• _Action item_:
Filter the listing and keep only the lines with the word "CommissionBreakdown".

START The data

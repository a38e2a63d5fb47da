//! Calculation result models.
//!
//! This module contains the [`CalculationResult`] type and its associated
//! structures that capture all outputs from one calculation pass: expense
//! totals, the reconciled sales figures, commission, break-even sales,
//! profit/loss, and the phone-line counts with their override states.

use chrono::{DateTime, Utc};
use rust_decimal::Decimal;
use serde::{Deserialize, Serialize};
use uuid::Uuid;

use super::LineState;

/// Tri-state classification of the profit figure.
///
/// Used purely for presentation; `BreakEven` is the exact-zero case.
#[derive(Debug, Clone, Copy, PartialEq, Eq, Serialize, Deserialize)]
#[serde(rename_all = "snake_case")]
pub enum ProfitOutcome {
    /// Net revenue exceeds total expenses.
    Profit,
    /// Total expenses exceed net revenue.
    Loss,
    /// Net revenue exactly covers total expenses.
    BreakEven,
}

impl ProfitOutcome {
    /// Classifies a signed profit figure.
    ///
    /// # Example
    ///
    /// ```
    /// use salesfloor_engine::models::ProfitOutcome;
    /// use rust_decimal::Decimal;
    ///
    /// assert_eq!(ProfitOutcome::classify(Decimal::ZERO), ProfitOutcome::BreakEven);
    /// assert_eq!(ProfitOutcome::classify(Decimal::ONE), ProfitOutcome::Profit);
    /// assert_eq!(ProfitOutcome::classify(-Decimal::ONE), ProfitOutcome::Loss);
    /// ```
    pub fn classify(profit: Decimal) -> Self {
        if profit > Decimal::ZERO {
            ProfitOutcome::Profit
        } else if profit < Decimal::ZERO {
            ProfitOutcome::Loss
        } else {
            ProfitOutcome::BreakEven
        }
    }
}

/// The reconciled sales figures for one calculation.
///
/// When revenue was entered as a single total under a per-role commission
/// schedule the engine has no true per-role breakdown; both role averages
/// carry the blended total/agents figure and `blended` is set so callers
/// can surface the approximation.
#[derive(Debug, Clone, PartialEq, Eq, Serialize, Deserialize)]
pub struct SalesSummary {
    /// The resolved total monthly sales.
    pub total_sales: Decimal,
    /// Average sale per dialer used for commission and display.
    pub dialer_average: Decimal,
    /// Average sale per closer used for commission and display.
    pub closer_average: Decimal,
    /// True when the role averages are a blended total/agents fallback
    /// rather than figures the user entered per role.
    pub blended: bool,
}

/// Commission amounts per role and in total.
#[derive(Debug, Clone, PartialEq, Eq, Serialize, Deserialize)]
pub struct CommissionBreakdown {
    /// Commission earned by dialers.
    pub dialer: Decimal,
    /// Commission earned by closers.
    pub closer: Decimal,
    /// Total commission payable.
    pub total: Decimal,
}

/// The resolved count and override state of one phone-line group.
#[derive(Debug, Clone, PartialEq, Eq, Serialize, Deserialize)]
pub struct PhoneLineStatus {
    /// Identifier of the line group.
    pub name: String,
    /// The count after auto-derivation (or the frozen override).
    pub count: u32,
    /// Whether the count tracks the formula or a user edit.
    pub state: LineState,
}

/// The complete result of one calculation pass.
///
/// # Example
///
/// ```
/// use salesfloor_engine::models::{
///     CalculationResult, CommissionBreakdown, ProfitOutcome, SalesSummary,
/// };
/// use chrono::Utc;
/// use rust_decimal::Decimal;
/// use uuid::Uuid;
///
/// let result = CalculationResult {
///     calculation_id: Uuid::new_v4(),
///     timestamp: Utc::now(),
///     engine_version: "0.1.0".to_string(),
///     static_expenses: Decimal::ZERO,
///     variable_expenses: Decimal::ZERO,
///     total_agents: 0,
///     sales: SalesSummary {
///         total_sales: Decimal::ZERO,
///         dialer_average: Decimal::ZERO,
///         closer_average: Decimal::ZERO,
///         blended: false,
///     },
///     commission: CommissionBreakdown {
///         dialer: Decimal::ZERO,
///         closer: Decimal::ZERO,
///         total: Decimal::ZERO,
///     },
///     total_expenses: Decimal::ZERO,
///     remit: None,
///     net_revenue: Decimal::ZERO,
///     break_even_sales: Decimal::ZERO,
///     profit: Decimal::ZERO,
///     outcome: ProfitOutcome::BreakEven,
///     phone_lines: vec![],
/// };
/// assert_eq!(result.outcome, ProfitOutcome::BreakEven);
/// ```
#[derive(Debug, Clone, PartialEq, Eq, Serialize, Deserialize)]
pub struct CalculationResult {
    /// Unique identifier for this calculation.
    pub calculation_id: Uuid,
    /// When the calculation was performed.
    pub timestamp: DateTime<Utc>,
    /// The version of the engine that performed the calculation.
    pub engine_version: String,
    /// Sum of all fixed monthly costs.
    pub static_expenses: Decimal,
    /// Sum of unit-cost times count across staffing and phone-line groups.
    pub variable_expenses: Decimal,
    /// Total agent headcount (staffing groups only).
    pub total_agents: u32,
    /// The reconciled sales figures.
    pub sales: SalesSummary,
    /// Commission per role and in total.
    pub commission: CommissionBreakdown,
    /// Static plus variable expenses plus commission.
    pub total_expenses: Decimal,
    /// The pass-through remit amount, when a remit rate is configured.
    #[serde(skip_serializing_if = "Option::is_none")]
    pub remit: Option<Decimal>,
    /// Retained revenue after deductions.
    pub net_revenue: Decimal,
    /// The sales figure at which net revenue exactly covers expenses.
    pub break_even_sales: Decimal,
    /// Net revenue minus total expenses, signed.
    pub profit: Decimal,
    /// Tri-state classification of the profit figure.
    pub outcome: ProfitOutcome,
    /// Resolved phone-line counts and their override states.
    pub phone_lines: Vec<PhoneLineStatus>,
}

#[cfg(test)]
mod tests {
    use super::*;
    use std::str::FromStr;

    fn dec(s: &str) -> Decimal {
        Decimal::from_str(s).unwrap()
    }

    fn sample_result() -> CalculationResult {
        CalculationResult {
            calculation_id: Uuid::nil(),
            timestamp: DateTime::parse_from_rfc3339("2026-01-15T10:00:00Z")
                .unwrap()
                .with_timezone(&Utc),
            engine_version: "0.1.0".to_string(),
            static_expenses: dec("23710"),
            variable_expenses: dec("5000"),
            total_agents: 4,
            sales: SalesSummary {
                total_sales: dec("20000"),
                dialer_average: dec("5000"),
                closer_average: dec("5000"),
                blended: true,
            },
            commission: CommissionBreakdown {
                dialer: dec("300"),
                closer: dec("300"),
                total: dec("600"),
            },
            total_expenses: dec("29310"),
            remit: Some(dec("7400")),
            net_revenue: dec("11000"),
            break_even_sales: dec("53290.909090909090909090909091"),
            profit: dec("-18310"),
            outcome: ProfitOutcome::Loss,
            phone_lines: vec![PhoneLineStatus {
                name: "local_lines".to_string(),
                count: 6,
                state: LineState::Auto,
            }],
        }
    }

    #[test]
    fn test_outcome_classification() {
        assert_eq!(ProfitOutcome::classify(dec("0.01")), ProfitOutcome::Profit);
        assert_eq!(ProfitOutcome::classify(dec("-0.01")), ProfitOutcome::Loss);
        assert_eq!(ProfitOutcome::classify(dec("0")), ProfitOutcome::BreakEven);
    }

    #[test]
    fn test_result_serialization() {
        let result = sample_result();
        let json = serde_json::to_string(&result).unwrap();

        assert!(json.contains("\"calculation_id\":\"00000000-0000-0000-0000-000000000000\""));
        assert!(json.contains("\"engine_version\":\"0.1.0\""));
        assert!(json.contains("\"static_expenses\":\"23710\""));
        assert!(json.contains("\"outcome\":\"loss\""));
        assert!(json.contains("\"remit\":\"7400\""));
        assert!(json.contains("\"blended\":true"));
        assert!(json.contains("\"phone_lines\":["));
    }

    #[test]
    fn test_remit_skipped_when_absent() {
        let mut result = sample_result();
        result.remit = None;
        let json = serde_json::to_string(&result).unwrap();
        assert!(!json.contains("\"remit\""));
    }

    #[test]
    fn test_result_deserialization() {
        let result = sample_result();
        let json = serde_json::to_string(&result).unwrap();
        let back: CalculationResult = serde_json::from_str(&json).unwrap();
        assert_eq!(back, result);
    }
}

END The data

• _Exercise result_:
pub struct CommissionBreakdown {
///     CalculationResult, CommissionBreakdown, ProfitOutcome, SalesSummary,
///     commission: CommissionBreakdown {
    pub commission: CommissionBreakdown,
            commission: CommissionBreakdown {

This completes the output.